Shaking Up the Archives: Computational Archival Science Accelerates Historical Research and Digital Readiness

Laurie Robinson - February 20, 2024

Educators train the next generation of archivists in this interdisciplinary field

Image of half closed laptop with glowing red screen.

Custodians of history—archivists —are facing a paradigm shift. Traditional archival processing involves painstaking manual work: poring over documents, deciphering handwriting, and contextualizing. However, the proliferation of digital information and its sheer scale, sometimes described as the digital tsunami, has changed this, requiring novel approaches to managing, preserving, and analyzing records. This is where Computational Archival Science (CAS) comes into play (devised in 2016), blending archival expertise with computational thinking. Thanks to modern computing, what once took archivists years can now be accomplished in months or even weeks.
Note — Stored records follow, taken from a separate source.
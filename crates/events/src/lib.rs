//! `civitas-events` — event, envelope and outbox record types plus the
//! in-process commit notice bus.

pub mod bus;
pub mod envelope;
pub mod event;
pub mod in_memory_bus;
pub mod record;

pub use bus::{EventBus, Subscription};
pub use envelope::EventEnvelope;
pub use event::Event;
pub use in_memory_bus::{BusError, InMemoryEventBus};
pub use record::{CommitNotice, OutboxId, OutboxRecord, ProcessOutcome};

#[cfg(test)]
mod tests {
    use chrono::Utc;
    use serde::{Deserialize, Serialize};

    use civitas_core::{AggregateRef, CommunityId};

    use super::*;

    #[derive(Debug, Clone, PartialEq, Serialize, Deserialize)]
    struct Renamed {
        community_id: CommunityId,
        name: String,
    }

    impl Event for Renamed {
        const NAME: &'static str = "Renamed";

        fn aggregate(&self) -> AggregateRef {
            AggregateRef::community(self.community_id)
        }
    }

    #[test]
    fn envelope_keeps_name_and_aggregate_of_event() {
        let event = Renamed {
            community_id: CommunityId::new(),
            name: "rustaceans".into(),
        };
        let envelope = EventEnvelope::from_event(&event, Utc::now()).unwrap();

        assert!(envelope.is::<Renamed>());
        assert_eq!(envelope.aggregate(), &AggregateRef::community(event.community_id));
        assert_eq!(envelope.decode::<Renamed>().unwrap(), event);
    }

    #[test]
    fn decode_rejects_foreign_payload() {
        let envelope = EventEnvelope::new(
            "Renamed",
            serde_json::json!({ "unexpected": true }),
            AggregateRef::new("community", "x"),
            Utc::now(),
        );
        assert!(envelope.decode::<Renamed>().is_err());
    }

    #[test]
    fn bus_fans_out_commit_notices() {
        let bus = InMemoryEventBus::new();
        let a = bus.subscribe();
        let b = bus.subscribe();

        let notice = CommitNotice {
            source: "CreateThread",
            outbox_ids: vec![OutboxId::new(1), OutboxId::new(2)],
        };
        bus.publish(notice.clone()).unwrap();

        assert_eq!(a.try_recv().unwrap(), notice);
        assert_eq!(b.try_recv().unwrap(), notice);
    }

    #[test]
    fn bus_drops_closed_subscriptions() {
        let bus: InMemoryEventBus<u32> = InMemoryEventBus::new();
        let live = bus.subscribe();
        drop(bus.subscribe());

        bus.publish(7).unwrap();
        assert_eq!(live.try_recv().unwrap(), 7);
        assert_eq!(bus.subscriber_count(), 1);
    }
}
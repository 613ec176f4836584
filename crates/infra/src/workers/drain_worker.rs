use std::io;
use std::sync::Arc;
use std::sync::mpsc::{self, RecvTimeoutError, TryRecvError};
use std::thread;
use std::time::Duration;

use tracing::{debug, info, warn};

use civitas_events::{CommitNotice, EventBus, Subscription};

use crate::drain::Dispatcher;

/// Handle to control and join a background worker.
#[derive(Debug)]
pub struct WorkerHandle {
    name: String,
    shutdown: mpsc::Sender<()>,
    join: Option<thread::JoinHandle<()>>,
}

impl WorkerHandle {
    pub fn name(&self) -> &str {
        &self.name
    }

    /// Request graceful shutdown and wait for the worker to stop.
    ///
    /// A drain in progress finishes its current record first.
    pub fn shutdown(mut self) {
        let _ = self.shutdown.send(());
        if let Some(join) = self.join.take() {
            if join.join().is_err() {
                warn!(worker = %self.name, "drain worker panicked");
            }
        }
    }
}

/// Background loop draining a single consumer.
///
/// - wakes on every commit notice, and on each poll tick
/// - coalesces queued notices into one drain
/// - a failed drain is logged and retried on the next wake-up
#[derive(Debug)]
pub struct DrainWorker;

impl DrainWorker {
    pub fn spawn(
        dispatcher: Arc<Dispatcher>,
        consumer: &'static str,
        notices: Option<Subscription<CommitNotice>>,
        poll_interval: Duration,
    ) -> io::Result<WorkerHandle> {
        let (shutdown_tx, shutdown_rx) = mpsc::channel::<()>();
        let name = format!("drain-{consumer}");

        let join = thread::Builder::new()
            .name(name.clone())
            .spawn(move || worker_loop(&dispatcher, consumer, notices, shutdown_rx, poll_interval))?;

        Ok(WorkerHandle {
            name,
            shutdown: shutdown_tx,
            join: Some(join),
        })
    }

    /// One worker per registered consumer, each with its own subscription.
    pub fn spawn_all<B>(dispatcher: Arc<Dispatcher>, bus: Option<&B>) -> io::Result<Vec<WorkerHandle>>
    where
        B: EventBus<CommitNotice> + ?Sized,
    {
        let interval = dispatcher.config().poll_interval;
        let mut handles = Vec::with_capacity(dispatcher.consumer_names().len());
        for &consumer in dispatcher.consumer_names() {
            let notices = bus.map(|bus| bus.subscribe());
            match Self::spawn(dispatcher.clone(), consumer, notices, interval) {
                Ok(handle) => handles.push(handle),
                Err(err) => {
                    for handle in handles {
                        handle.shutdown();
                    }
                    return Err(err);
                }
            }
        }
        info!(workers = handles.len(), "drain workers started");
        Ok(handles)
    }
}

fn worker_loop(
    dispatcher: &Dispatcher,
    consumer: &'static str,
    notices: Option<Subscription<CommitNotice>>,
    shutdown_rx: mpsc::Receiver<()>,
    poll_interval: Duration,
) {
    loop {
        match shutdown_rx.try_recv() {
            Ok(()) | Err(TryRecvError::Disconnected) => break,
            Err(TryRecvError::Empty) => {}
        }

        match dispatcher.drain(consumer) {
            Ok(report) if report.progressed() > 0 || report.blocked_at.is_some() => {
                debug!(
                    consumer,
                    applied = report.applied,
                    dead_lettered = report.dead_lettered,
                    blocked_at = ?report.blocked_at,
                    "drain pass"
                );
            }
            Ok(_) => {}
            Err(err) => warn!(consumer, error = %err, "drain failed"),
        }

        match &notices {
            Some(sub) => match sub.recv_timeout(poll_interval) {
                Ok(_) => {
                    sub.drain_pending();
                }
                Err(RecvTimeoutError::Timeout) => {}
                // Bus gone: keep polling.
                Err(RecvTimeoutError::Disconnected) => match shutdown_rx.recv_timeout(poll_interval) {
                    Ok(()) | Err(RecvTimeoutError::Disconnected) => break,
                    Err(RecvTimeoutError::Timeout) => {}
                },
            },
            None => match shutdown_rx.recv_timeout(poll_interval) {
                Ok(()) | Err(RecvTimeoutError::Disconnected) => break,
                Err(RecvTimeoutError::Timeout) => {}
            },
        }
    }
    debug!(consumer, "drain worker stopped");
}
CAS allows for data mining—extracting patterns and information from vast datasets. This process enables scholars to glean insights across thousands of documents simultaneously, revealing trends and connections that would otherwise remain obscured. Founding CAS partners include: Victoria Lemieux (U. British Columbia), William Underwood (U. Maryland), Mark Hedges (Kings College London), Mark Conrad (AI-Collaboratory), Maria Esteva (U. Texas Austin), and Michael Kurtz (deceased). Lemieux and Hedges have co-hosted a series of eight CAS workshops, the latest of which can be seen here

“CAS is about addressing all aspects of archival work in dealing with the digital tsunami,” says University of Maryland College of Information Studies (INFO) Professor and AI-Collaboratory Co-Founder Richard Marciano.  The latest definition can be found on the CAS portal

“CAS is a transdisciplinary field grounded in archival, information, and computational science that is concerned with the application of computational methods and resources, design patterns, sociotechnical constructs, and human-technology interaction, to large-scale (big data) records/archives processing, analysis, storage, long-term preservation, and access problems, with the aim of improving and optimizing efficiency, authenticity, truthfulness, provenance, productivity, computation, information structure and design, precision, and human technology interaction in support of acquisition, appraisal, arrangement and description, preservation, communication, transmission, analysis, and access decisions.”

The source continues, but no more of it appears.